TASK INSTRUCTIONS — Everything from the line with "fn now(&self) -> Timestamp;" to the last line of the material below is what to reproduce, exactly and with no other lines.
======== PROVIDED RECORDS
//! Timestamp type and the clock collaborator.
//!
//! Timestamps are Unix epoch seconds (UTC). Expiry and scheduler logic read
//! time only through [`Clock`] so tests can inject a deterministic clock.

use serde::{Deserialize, Serialize};
use std::fmt;
use std::time::{SystemTime, UNIX_EPOCH};

/// A Unix timestamp in seconds since epoch (UTC).
#[derive(Clone, Copy, Debug, Default, PartialEq, Eq, PartialOrd, Ord, Hash, Serialize, Deserialize)]
pub struct Timestamp(u64);

impl Timestamp {
    pub fn new(secs: u64) -> Self {
        Self(secs)
    }

    /// Get the current system time as a `Timestamp`.
    pub fn now() -> Self {
        let secs = SystemTime::now()
            .duration_since(UNIX_EPOCH)
            .map(|d| d.as_secs())
            .unwrap_or(0);
        Self(secs)
    }

    pub fn as_secs(&self) -> u64 {
        self.0
    }

    /// This timestamp shifted forward by `secs`, saturating at `u64::MAX`.
    pub fn plus_secs(&self, secs: u64) -> Self {
        Self(self.0.saturating_add(secs))
    }
}

impl fmt::Display for Timestamp {
    fn fmt(&self, f: &mut fmt::Formatter<'_>) -> fmt::Result {
        write!(f, "{}s", self.0)
    }
}

/// Source of wall-clock time for expiry decisions.
pub trait Clock: Send + Sync {
    fn now(&self) -> Timestamp;
}

/// The real system clock.
#[derive(Clone, Copy, Debug, Default)]
pub struct SystemClock;

impl Clock for SystemClock {
    fn now(&self) -> Timestamp {
        Timestamp::now()
    }
}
================
RESULT FOR THIS EXERCISE —
    fn now(&self) -> Timestamp;
}

/// The real system clock.
#[derive(Clone, Copy, Debug, Default)]
pub struct SystemClock;

impl Clock for SystemClock {
    fn now(&self) -> Timestamp {
        Timestamp::now()
    }
}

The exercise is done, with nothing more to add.